Kubernetes is insecure by default. A standard Pod can mount the host filesystem, run as root, and access the host network. Pod Security Admission (PSA) is the built-in mechanism to restrict what Pods can do, based on clearly defined standards.
1. The 3 Security Standards
PSA defines three cumulative standards. You don’t write complex policies anymore; you just pick a level.
1. Privileged
Unrestricted.
- Can do anything (HostPath, HostNetwork, Capabilities).
- Use for: System agents (CNI, CSI), Node components.
2. Baseline
Minimally restrictive.
- Prevents known privilege escalations.
- Allows standard configurations.
- Use for: Legacy apps, non-critical services.
3. Restricted
Highly secure.
- Follows best practices.
- Requires: `runAsNonRoot`, dropping capabilities.
- Use for: Web apps, microservices (90% of workloads).
2. Interactive: Standard Checker
Which standard does your Pod Spec fall into? Toggle the settings to see.
Pod Configuration
Compliance Result
Excellent! This Pod follows all best practices and can run in the most secure namespaces.
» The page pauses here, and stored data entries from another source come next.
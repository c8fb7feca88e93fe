//! Simulated driver
//!
//! Synthetic waveforms for demos and soak tests. Each connection runs its
//! own generator task on the multi-threaded side of the runtime and feeds
//! the broker through a [`DriverPublisher`], the same way a real client
//! library callback would.

use std::time::Duration;

use tokio::time::{self, MissedTickBehavior};

use super::driver::{Driver, DriverConnection};
use super::publisher::DriverPublisher;
use crate::event::{
    format_number, number_to_json, ValueEvent, CHAR_VALUE, NAME, PRECISION, UNITS, VALUE,
};

/// Shape of a simulated source
#[derive(Debug, Clone, Copy, PartialEq, Eq)]
pub enum Waveform {
    Sine,
    Square,
    Sawtooth,
    /// Increments by one every update
    Counter,
}

impl Waveform {
    /// Waveform served under a source name
    pub fn from_source(source: &str) -> Option<Self> {
        match source.to_ascii_lowercase().as_str() {
            "sine" => Some(Waveform::Sine),
            "square" => Some(Waveform::Square),
            "sawtooth" | "ramp" => Some(Waveform::Sawtooth),
            "counter" => Some(Waveform::Counter),
            _ => None,
        }
    }

    /// Unit-amplitude sample at `phase` (cycles), or the counter value at `step`
    pub fn sample(&self, phase: f64, step: u64) -> f64 {
        let frac = phase.fract();
        match self {
            Waveform::Sine => (frac * std::f64::consts::TAU).sin(),
            Waveform::Square => {
                if frac < 0.5 {
                    1.0
                } else {
                    -1.0
                }
            }
            Waveform::Sawtooth => 2.0 * frac - 1.0,
            Waveform::Counter => step as f64,
        }
    }
}

/// Driver serving synthetic waveforms
#[derive(Debug, Clone)]
pub struct SimulatedDriver {
    update_interval: Duration,
    cycle: Duration,
    amplitude: f64,
    offset: f64,
    precision: u32,
    units: String,
}

impl Default for SimulatedDriver {
    fn default() -> Self {
        Self {
            update_interval: Duration::from_millis(100),
            cycle: Duration::from_secs(10),
            amplitude: 1.0,
            offset: 0.0,
            precision: 3,
            units: String::new(),
        }
    }
}

impl SimulatedDriver {
    pub fn new() -> Self {
        Self::default()
    }

    /// Set how often a new sample is published
    pub fn update_interval(mut self, interval: Duration) -> Self {
        self.update_interval = interval.max(Duration::from_millis(1));
        self
    }

    /// Set the waveform period
    pub fn cycle(mut self, cycle: Duration) -> Self {
        self.cycle = cycle.max(Duration::from_millis(1));
        self
    }

    pub fn amplitude(mut self, amplitude: f64) -> Self {
        self.amplitude = amplitude;
        self
    }

    pub fn offset(mut self, offset: f64) -> Self {
        self.offset = offset;
        self
    }

    pub fn precision(mut self, precision: u32) -> Self {
        self.precision = precision;
        self
    }

    pub fn units(mut self, units: impl Into<String>) -> Self {
        self.units = units.into();
        self
    }

    /// Event for update number `step` of `waveform`
    pub fn event(&self, source: &str, waveform: Waveform, step: u64) -> ValueEvent {
        let elapsed = self.update_interval.as_secs_f64() * step as f64;
        let phase = elapsed / self.cycle.as_secs_f64();
        let v = match waveform {
            Waveform::Counter => waveform.sample(phase, step),
            _ => self.offset + self.amplitude * waveform.sample(phase, step),
        };

        let mut event = ValueEvent::new()
            .with(NAME, source)
            .with(PRECISION, self.precision)
            .with(CHAR_VALUE, format_number(v, Some(self.precision)));
        event.set(VALUE, number_to_json(v));
        if !self.units.is_empty() {
            event.set(UNITS, self.units.as_str());
        }
        event.refresh_timestamp();
        event
    }

    async fn generate(self, publisher: DriverPublisher, waveform: Waveform) {
        let mut interval = time::interval(self.update_interval);
        interval.set_missed_tick_behavior(MissedTickBehavior::Skip);

        publisher.connected();
        let mut step = 0u64;
        loop {
            tokio::select! {
                _ = publisher.closed() => break,
                _ = interval.tick() => {
                    if !publisher.value(self.event(publisher.name(), waveform, step)) {
                        break;
                    }
                    step = step.wrapping_add(1);
                }
            }
        }
        tracing::debug!(source = %publisher.name(), updates = step, "Simulated source stopped");
    }
}

impl Driver for SimulatedDriver {
    fn name(&self) -> &str {
        "simulated"
    }

    fn connect(&self, source: &str) -> DriverConnection {
        let (publisher, connection) = DriverConnection::channel(source);
        match Waveform::from_source(source) {
            Some(waveform) => {
                tracing::debug!(source = %source, waveform = ?waveform, "Starting simulated source");
                tokio::spawn(self.clone().generate(publisher, waveform));
            }
            None => {
                publisher.failed(format!("unknown simulated source '{}'", source));
            }
        }
        connection
    }
}

#[cfg(test)]
mod tests {
    use super::*;
    use crate::device::DriverEvent;

    #[test]
    fn test_waveform_names() {
        assert_eq!(Waveform::from_source("SINE"), Some(Waveform::Sine));
        assert_eq!(Waveform::from_source("ramp"), Some(Waveform::Sawtooth));
        assert_eq!(Waveform::from_source("noise"), None);
    }

    #[test]
    fn test_samples() {
        assert!(Waveform::Sine.sample(0.0, 0).abs() < 1e-12);
        assert!((Waveform::Sine.sample(0.25, 0) - 1.0).abs() < 1e-12);
        assert_eq!(Waveform::Square.sample(0.75, 0), -1.0);
        assert_eq!(Waveform::Sawtooth.sample(0.5, 0), 0.0);
        assert_eq!(Waveform::Counter.sample(0.9, 42), 42.0);
    }

    #[test]
    fn test_event_shape() {
        let driver = SimulatedDriver::new()
            .update_interval(Duration::from_secs(1))
            .cycle(Duration::from_secs(4))
            .amplitude(10.0)
            .offset(5.0)
            .precision(1)
            .units("mA");

        let event = driver.event("sine", Waveform::Sine, 1);
        assert_eq!(event.numeric_value().unwrap(), 15.0);
        assert_eq!(event.char_value(), Some("15.0"));
        assert_eq!(event.name(), Some("sine"));
        assert_eq!(event.get(UNITS), Some(&serde_json::json!("mA")));
        assert!(event.timestamp().is_some());
    }

    #[tokio::test(start_paused = true)]
    async fn test_generates_until_closed() {
        let driver = SimulatedDriver::new().update_interval(Duration::from_millis(10));
        let mut connection = driver.connect("counter");

        assert_eq!(connection.next().await, Some(DriverEvent::Connected));
        for expected in 0..3 {
            match connection.next().await {
                Some(DriverEvent::Value(event)) => {
                    assert_eq!(event.numeric_value().unwrap(), expected as f64)
                }
                other => panic!("unexpected event {:?}", other),
            }
        }
    }

    #[tokio::test]
    async fn test_unknown_source_fails() {
        let mut connection = SimulatedDriver::new().connect("noise");
        assert!(matches!(connection.next().await, Some(DriverEvent::Failed(_))));
    }
}
//! Subscription registry and pipeline composer
//!
//! A request URL is planned into a chain of canonical keys, one per
//! recognized parameter, and each key maps to at most one live
//! [`Distributor`](crate::dist::Distributor). Identical requests, however
//! they are spelled, share every node of their chain.
//!
//! # Architecture
//!
//! ```text
//!                      SubscriptionRegistry
//!              ┌──────────────────────────────────┐
//!              │ table: HashMap<key, Distributor> │
//!              └────────────────┬─────────────────┘
//!                               │
//!   "epics:pv"  ─────────►  [client]  ◄── driver connection
//!                               │
//!   "epics:pv?scale=2" ───► [scale]  ──► sinks
//!                               │
//!   "epics:pv?scale=2&threshold=5" ──► [threshold] ──► sinks
//! ```
//!
//! Nodes deregister themselves through a teardown hook when their last sink
//! detaches; the hook only removes the entry if it still points at the same
//! node, so a fresh node registered under the same key is never evicted by a
//! stale one.

pub mod config;
pub mod entry;
pub mod error;
pub mod key;
pub mod params;
pub mod store;

pub use config::RegistryConfig;
pub use entry::SubscriptionInfo;
pub use error::ValidationError;
pub use key::{PlannedStage, SubscriptionPlan};
pub use params::{ParamRule, EXCLUSIVE, PARAMETERS};
pub use store::SubscriptionRegistry;
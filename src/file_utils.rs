use anyhow::{Result, Context};
use std::fs;
use std::path::{Path, PathBuf};
use walkdir::WalkDir;

// @module: File and directory utilities

// @struct: File operations utility
pub struct FileManager;

impl FileManager {
    // @checks: Directory existence
    pub fn dir_exists<P: AsRef<Path>>(path: P) -> bool {
        path.as_ref().exists() && path.as_ref().is_dir()
    }

    // @creates: Directory and parents if needed
    pub fn ensure_dir<P: AsRef<Path>>(path: P) -> Result<()> {
        let path = path.as_ref();
        if !path.exists() {
            fs::create_dir_all(path)
                .with_context(|| format!("Failed to create directory: {:?}", path))?;
        }
        Ok(())
    }

    // @generates: Output path for a converted transcript
    // @params: input_file, input_root, output_dir, extension
    // Keeps the input's position below input_root so files with the same
    // stem in different subdirectories do not collide.
    pub fn generate_output_path<P1: AsRef<Path>, P2: AsRef<Path>, P3: AsRef<Path>>(
        input_file: P1,
        input_root: P2,
        output_dir: P3,
        extension: &str,
    ) -> PathBuf {
        let input_file = input_file.as_ref();
        let relative = input_file
            .strip_prefix(input_root.as_ref())
            .unwrap_or_else(|_| Path::new(input_file.file_name().unwrap_or_default()));

        output_dir.as_ref().join(relative).with_extension(extension)
    }

    /// Find files with a specific extension in a directory, sorted by path
    pub fn find_files<P: AsRef<Path>>(dir: P, extension: &str) -> Result<Vec<PathBuf>> {
        let mut result = Vec::new();
        let normalized_ext = extension.trim_start_matches('.');

        for entry in WalkDir::new(dir.as_ref()).follow_links(true) {
            let entry = entry.context("Failed to read directory entry")?;
            let path = entry.path();

            if path.is_file() {
                if let Some(ext) = path.extension() {
                    if ext.to_string_lossy().eq_ignore_ascii_case(normalized_ext) {
                        result.push(path.to_path_buf());
                    }
                }
            }
        }

        result.sort();
        Ok(result)
    }
}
3. Implementation: Namespace Labeling
You enforce these standards by simply labeling the Namespace. No extra YAML objects required.
1. The Modes
You can apply standards in three modes:
- enforce: Rejects pods that violate the policy.
- audit: Allows the pod, but adds an audit log annotation.
- warn: Allows the pod, but shows a warning to the user.
2. Example: Enforcing ‘Restricted’
# Label the namespace
kubectl label namespace dev \
pod-security.kubernetes.io/enforce=restricted \
pod-security.kubernetes.io/enforce-version=latest \
pod-security.kubernetes.io/warn=restricted \
pod-security.kubernetes.io/warn-version=latest
3. What happens if I violate it?
If you try to deploy a Pod running as root into a restricted namespace:
Error from server (Forbidden): error when creating "pod.yaml":
pods "my-pod" is forbidden: violates PodSecurity "restricted:latest":
allowPrivilegeEscalation != false (container "app" must set securityContext.allowPrivilegeEscalation=false),
runAsNonRoot != true (pod or container "app" must set securityContext.runAsNonRoot=true)
[!TIP] Always use audit and warn modes first before turning on enforce to avoid breaking existing applications.